It's a common lament that retailers jack up prices during a going-out-of-business sale. The original MSRP or manufacturer's suggested retail price is inflated to make the sale price look better. This is a common practice at furniture store and Oriental rug GOB sales.
But is it true at the GOB sales going on now at Ultimate Electronics and Borders stores? Ultimate is closing all of its stores, including Twin Cities stores in Edina, Woodbury, Maple Grove, Burnsville and Roseville. Borders is closing some of its stores, including locations in Maple Grove, Richfield, St. Paul and Minnetonka.
It's nearly impossible for a bookstore to jack up the MSRP when it's clearly printed on the book jacket. When I checked at the Richfield store on Monday, most books, CDs and DVDs were discounted 20 percent, romance paperbacks were discounted 30 percent and greeting cards and photo albums were discounted 40 percent.
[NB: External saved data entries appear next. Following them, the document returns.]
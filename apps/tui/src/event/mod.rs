mod headless;
mod loop_handler;

pub use headless::{run_headless, HeadlessMode};
pub use loop_handler::run;
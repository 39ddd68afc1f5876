use color_eyre::Result;
use crossterm::{
    cursor, execute,
    terminal::{disable_raw_mode, enable_raw_mode, EnterAlternateScreen, LeaveAlternateScreen},
};
use ratatui::{backend::CrosstermBackend, Terminal};
use std::io::{stdout, Write};

pub type Tui = Terminal<CrosstermBackend<std::io::Stdout>>;

/// Set up the terminal, undoing partial changes if a step fails
pub fn setup_terminal() -> Result<Tui> {
    let (width, height) = crossterm::terminal::size().unwrap_or((80, 24));
    tracing::debug!(width, height, "setting up terminal");

    if let Err(e) = enable_raw_mode() {
        return Err(color_eyre::eyre::eyre!("Failed to enable raw mode: {e}"));
    }

    let mut stdout = stdout();
    if let Err(e) = execute!(stdout, EnterAlternateScreen) {
        let _ = disable_raw_mode();
        return Err(color_eyre::eyre::eyre!(
            "Failed to enter alternate screen: {e}"
        ));
    }

    let backend = CrosstermBackend::new(stdout);
    let mut terminal = match Terminal::new(backend) {
        Ok(term) => term,
        Err(e) => {
            let _ = execute!(std::io::stdout(), LeaveAlternateScreen);
            let _ = disable_raw_mode();
            return Err(color_eyre::eyre::eyre!("Failed to create terminal: {e}"));
        }
    };

    // Not fatal
    if let Err(e) = terminal.clear() {
        tracing::warn!("failed to clear terminal: {e}");
    }
    if let Err(e) = execute!(std::io::stdout(), cursor::Hide) {
        tracing::warn!("failed to hide cursor: {e}");
    }

    tracing::debug!("terminal ready");
    Ok(terminal)
}

/// Restore the terminal, continuing past individual failures
pub fn cleanup_terminal_state(raw_mode: bool, alternate_screen: bool) {
    let mut stdout_handle = stdout();

    if let Err(e) = execute!(stdout_handle, cursor::Show) {
        tracing::warn!("failed to show cursor: {e}");
    }

    if alternate_screen {
        if let Err(e) = execute!(stdout_handle, LeaveAlternateScreen) {
            tracing::warn!("failed to leave alternate screen: {e}");
        }
    }

    if raw_mode {
        if let Err(e) = disable_raw_mode() {
            tracing::warn!("failed to disable raw mode: {e}");
        }
    }

    // Leave the prompt on a fresh line
    let _ = execute!(stdout_handle, cursor::MoveToNextLine(1));
    let _ = stdout_handle.flush();

    tracing::debug!("terminal restored");
}
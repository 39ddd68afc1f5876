mod setup;

pub use setup::{cleanup_terminal_state as cleanup, setup_terminal as setup, Tui};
I went online to see if I could get cheaper prices than at Border's sale. The good news/bad news is that I could find cheaper prices online in all of the four examples I priced, including the books "Barefoot Contessa: How Easy is That," "JD Salinger: A Life" by Kenneth Slawenski and "Life" by Keith Richards. All three titles could be found discounted by 30 to 60 percent (new copies, not used), including shipping costs. All of the deals were found at Amazon Marketplace, which includes third party sellers. The CD, Josh Groban's "Illuminations" was $15.20 at Border's sale, $14.74 (shipped) at Walmart.com and $11.46 (shipped) at Moviemars.com. Prices were obtained via Pricegrabber.com.
Why is this good news/bad news? It's good news because you can find cheaper prices online (and the convenience). The bad news is that this is the reason we lose local retailers.
Electronics prices are never as transparent. A lot of cynics or disgruntled consumers might assume that Ultimate's MSRP's are jacked up. I did not find that to be the case in the six items I price checked. All of the MSRP's were exactly what I found online. I believe that Ultimate's prices and discount percentages are legitimate. In general, when Ultimate is discounting an item 10 percent, you can easily find it cheaper online. At 20 percent discounts, it's a toss up and at 30 percent, Ultimate is cheaper than most online sources. Most of Ultimate's current discounts are 10 to 20 percent with some accessories and parts at 50 percent off.
At the Edina store on Monday, a Samsung Blu-ray player (model BD-C5900) was discounted 10 percent to $206.99. At Amazon.com it was $156 (including shipping, no tax). At Electrozone it was $127.77 (no tax, free shipping). I found these prices using Pricegrabber.
A Panasonic 50-inch plasma TV (model TC-P50S2) was $897 at Ultimate, reg. $1300. Amazon had it for $986.66 (free shipping, no tax) and Electrozone had it for $884 (no tax, free shipping). Yes, you can save about $80 ($13 plus tax on $897) by ordering online, but have fun with the return if the item proves defective.
Sometimes, UE was cheapest. A Klipsch subwoofer (SW-308) was $559 (a 30 percent discount). Crutchfield was selling it was $799.
Overall, a 30 percent discount or more at Ultimate is worth considering. At Borders, I'd wait until books are discounted 40 percent before rushing out.
What's been your experience at these sales or any other GOB sale?